The castle that made a mint from the Sound Dues

The History of Kronborg Castle

For 400 years, the castle was the headquarters for the collection of the Sound Dues. Kronborg was a legend in its heyday in the late 1500s. With its menacing guns pointing directly at the ships in the Sound, sailors did not dare to sail past the castle without paying the king his Sound Dues.

The Sound Dues filled the king's coffers, and Frederick II adorned the castle with spires, sandstone and copper roofs. Kronborg Castle became one of the most beautiful castles from the Renaissance period. Sailors, merchants, diplomats and aristocrats recounted tales of the magnificent castle and court in Elsinore with its pomp, splendour and cannon blasts that resounded to the toasts that the king proposed.

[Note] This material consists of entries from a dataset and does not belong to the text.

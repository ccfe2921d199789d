//! 折扣 API
//!
//! 列表 / 邻近查询 / 单条读取 / 管理端 CRUD。

use std::collections::HashMap;
use std::sync::Arc;

use actix_web::http::StatusCode;
use actix_web::{HttpRequest, HttpResponse, Responder, Result as ActixResult, web};
use tracing::{error, info, trace};

use crate::api::types::{
    DiscountResponse, ErrorCode, NearbyDiscountResponse, NearbyQuery, error_response,
    success_response,
};
use crate::geoip::LocationResolver;
use crate::repository::{DiscountRepository, NewDiscount};
use crate::services::{DEFAULT_RESULT_LIMIT, ProximityEngine, Ranked};
use crate::utils::{extract_client_ip, validate_coordinate, validate_max_distance};

use super::MAX_SEARCH_RADIUS_KM;

pub struct DiscountService;

impl DiscountService {
    /// 获取所有折扣
    pub async fn get_all_discounts(
        repository: web::Data<Arc<dyn DiscountRepository>>,
    ) -> ActixResult<impl Responder> {
        trace!("Discount API: request to list all discounts");

        let discounts = repository.load_discounts().await;

        if discounts.is_empty() {
            return Ok(error_response(
                StatusCode::NOT_FOUND,
                ErrorCode::DiscountNotFound,
                "No discounts available.",
            ));
        }

        let names = retailer_names(&repository, discounts.iter().map(|d| d.retailer_id)).await;

        let response: Vec<DiscountResponse> = discounts
            .into_iter()
            .map(|d| {
                let name = names.get(&d.retailer_id).cloned();
                DiscountResponse::from_discount(d, name)
            })
            .collect();

        info!("Discount API: returning {} discounts", response.len());
        Ok(success_response(response))
    }

    /// 邻近折扣查询
    ///
    /// 解析客户端 IP → 解析位置 → 按测地距离排序，可选 max_distance 半径裁剪。
    pub async fn get_nearby_discounts(
        req: HttpRequest,
        query: web::Query<NearbyQuery>,
        repository: web::Data<Arc<dyn DiscountRepository>>,
        resolver: web::Data<LocationResolver>,
    ) -> ActixResult<impl Responder> {
        let Some(client_ip) = extract_client_ip(&req) else {
            error!("Discount API: unable to determine client IP");
            return Ok(error_response(
                StatusCode::BAD_REQUEST,
                ErrorCode::BadRequest,
                "Unable to determine client IP address.",
            ));
        };

        trace!("Discount API: nearby query from {}", client_ip);

        let Some(location) = resolver.resolve(&client_ip).await else {
            info!("Discount API: location unknown for {}", client_ip);
            return Ok(error_response(
                StatusCode::BAD_REQUEST,
                ErrorCode::LocationUnavailable,
                "Unable to determine location from IP address.",
            ));
        };

        let max_km = match &query.max_distance {
            Some(raw) => match validate_max_distance(raw) {
                Ok(km) => Some(km),
                Err(e) => {
                    info!("Discount API: invalid max_distance '{}'", raw);
                    return Ok(error_response(
                        StatusCode::BAD_REQUEST,
                        ErrorCode::InvalidMaxDistance,
                        e.message(),
                    ));
                }
            },
            None => None,
        };

        let candidates = match repository
            .discounts_within(&location.coordinate, max_km.unwrap_or(MAX_SEARCH_RADIUS_KM))
            .await
        {
            Ok(candidates) => candidates,
            Err(e) => {
                error!("Discount API: spatial query failed: {}", e);
                return Ok(error_response(
                    StatusCode::INTERNAL_SERVER_ERROR,
                    ErrorCode::InternalServerError,
                    "Failed to query discounts.",
                ));
            }
        };

        let ranked: Vec<Ranked<_>> = ProximityEngine::rank(
            &location.coordinate,
            candidates,
            max_km,
            DEFAULT_RESULT_LIMIT,
        );

        if ranked.is_empty() {
            return Ok(error_response(
                StatusCode::NOT_FOUND,
                ErrorCode::DiscountNotFound,
                "No discounts found near your location.",
            ));
        }

        let names =
            retailer_names(&repository, ranked.iter().map(|r| r.record.retailer_id)).await;

        let response: Vec<NearbyDiscountResponse> = ranked
            .into_iter()
            .map(|r| {
                let name = names.get(&r.record.retailer_id).cloned();
                NearbyDiscountResponse::from_ranked(r, name)
            })
            .collect();

        info!(
            "Discount API: returning {} nearby discounts for {}",
            response.len(),
            client_ip
        );
        Ok(success_response(response))
    }

    /// 获取单个折扣
    pub async fn get_discount(
        id: web::Path<i64>,
        repository: web::Data<Arc<dyn DiscountRepository>>,
    ) -> ActixResult<impl Responder> {
        let id = id.into_inner();
        trace!("Discount API: get discount request - id: {}", id);

        match repository.get_discount(id).await {
            Some(discount) => {
                let name = repository
                    .get_retailer(discount.retailer_id)
                    .await
                    .map(|r| r.name);
                Ok(success_response(DiscountResponse::from_discount(
                    discount, name,
                )))
            }
            None => Ok(error_response(
                StatusCode::NOT_FOUND,
                ErrorCode::DiscountNotFound,
                "Discount not found.",
            )),
        }
    }

    /// 创建折扣
    pub async fn post_discount(
        new: web::Json<NewDiscount>,
        repository: web::Data<Arc<dyn DiscountRepository>>,
    ) -> ActixResult<impl Responder> {
        let new = new.into_inner();

        if let Err(e) = validate_coordinate(new.coordinate.latitude, new.coordinate.longitude) {
            return Ok(error_response(
                StatusCode::BAD_REQUEST,
                ErrorCode::BadRequest,
                e.message(),
            ));
        }

        if repository.get_retailer(new.retailer_id).await.is_none() {
            return Ok(error_response(
                StatusCode::BAD_REQUEST,
                ErrorCode::RetailerNotFound,
                "Retailer does not exist.",
            ));
        }

        match repository.insert_discount(new).await {
            Ok(discount) => {
                info!("Discount API: discount created - {}", discount.discount_code);
                let name = repository
                    .get_retailer(discount.retailer_id)
                    .await
                    .map(|r| r.name);
                Ok(HttpResponse::Created()
                    .append_header(("Content-Type", "application/json; charset=utf-8"))
                    .json(crate::api::types::ApiResponse {
                        code: ErrorCode::Success as i32,
                        message: "Created".to_string(),
                        data: Some(DiscountResponse::from_discount(discount, name)),
                    }))
            }
            Err(e) => {
                error!("Discount API: failed to create discount: {}", e);
                Ok(error_response(
                    StatusCode::INTERNAL_SERVER_ERROR,
                    ErrorCode::InternalServerError,
                    e.message(),
                ))
            }
        }
    }

    /// 删除折扣
    pub async fn delete_discount(
        id: web::Path<i64>,
        repository: web::Data<Arc<dyn DiscountRepository>>,
    ) -> ActixResult<impl Responder> {
        let id = id.into_inner();
        info!("Discount API: delete discount request - id: {}", id);

        match repository.remove_discount(id).await {
            Ok(()) => Ok(success_response(serde_json::json!({
                "message": "Discount deleted successfully"
            }))),
            Err(e) => Ok(error_response(
                StatusCode::NOT_FOUND,
                ErrorCode::DiscountNotFound,
                e.message(),
            )),
        }
    }
}

/// 批量查询涉及的商家名称，按 retailer_id 去重
async fn retailer_names(
    repository: &web::Data<Arc<dyn DiscountRepository>>,
    retailer_ids: impl Iterator<Item = i64>,
) -> HashMap<i64, String> {
    let mut names = HashMap::new();

    for id in retailer_ids {
        if names.contains_key(&id) {
            continue;
        }
        if let Some(retailer) = repository.get_retailer(id).await {
            names.insert(id, retailer.name);
        }
    }

    names
}

/// 折扣路由 `/discounts`
///
/// 包含：
/// - GET /discounts - 获取所有折扣
/// - POST /discounts - 创建折扣
/// - GET /discounts/nearby - 邻近折扣查询（必须在 /{id} 之前注册）
/// - GET /discounts/{id} - 获取单个折扣
/// - DELETE /discounts/{id} - 删除折扣
pub fn discount_routes() -> actix_web::Scope {
    web::scope("/discounts")
        .route("", web::get().to(DiscountService::get_all_discounts))
        .route("", web::post().to(DiscountService::post_discount))
        .route(
            "/nearby",
            web::get().to(DiscountService::get_nearby_discounts),
        )
        .route("/{id}", web::get().to(DiscountService::get_discount))
        .route("/{id}", web::delete().to(DiscountService::delete_discount))
}
//! 地理位置查询抽象层

use async_trait::async_trait;
use serde::{Deserialize, Serialize};

use crate::utils::geo::Coordinate;

/// IP 解析出的位置信息
///
/// 序列化后直接存入位置缓存（Redis 后端存 JSON）。
#[derive(Debug, Clone, PartialEq, Serialize, Deserialize)]
pub struct ResolvedLocation {
    /// WGS-84 坐标
    pub coordinate: Coordinate,
    /// 城市名称
    pub city: Option<String>,
    /// 地区/省份名称
    pub region: Option<String>,
    /// 国家名称
    pub country: Option<String>,
}

/// 地理位置查询 trait
///
/// 失败一律返回 None（网络错误、响应格式错误、响应带 error 标记），
/// 由调用方决定如何降级。
#[async_trait]
pub trait GeoLookup: Send + Sync {
    /// 查询 IP 地址的地理位置
    async fn lookup(&self, ip: &str) -> Option<ResolvedLocation>;

    /// 获取 provider 名称（用于日志）
    fn name(&self) -> &'static str;
}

The lavish court life vanished from the castle after the fire of 1629. The flames devoured most of the castle’s precious furniture, paintings and its copper roof. After that day, the castle's fortunes faded. The Swedish king, Karl Gustav, occupied and plundered Kronborg in 1658-1660. For the next three hundred years, Kronborg was only used as a fortress and barracks for the Danish army.

Today, life has returned to the castle which now receives 325,000 visitors a year.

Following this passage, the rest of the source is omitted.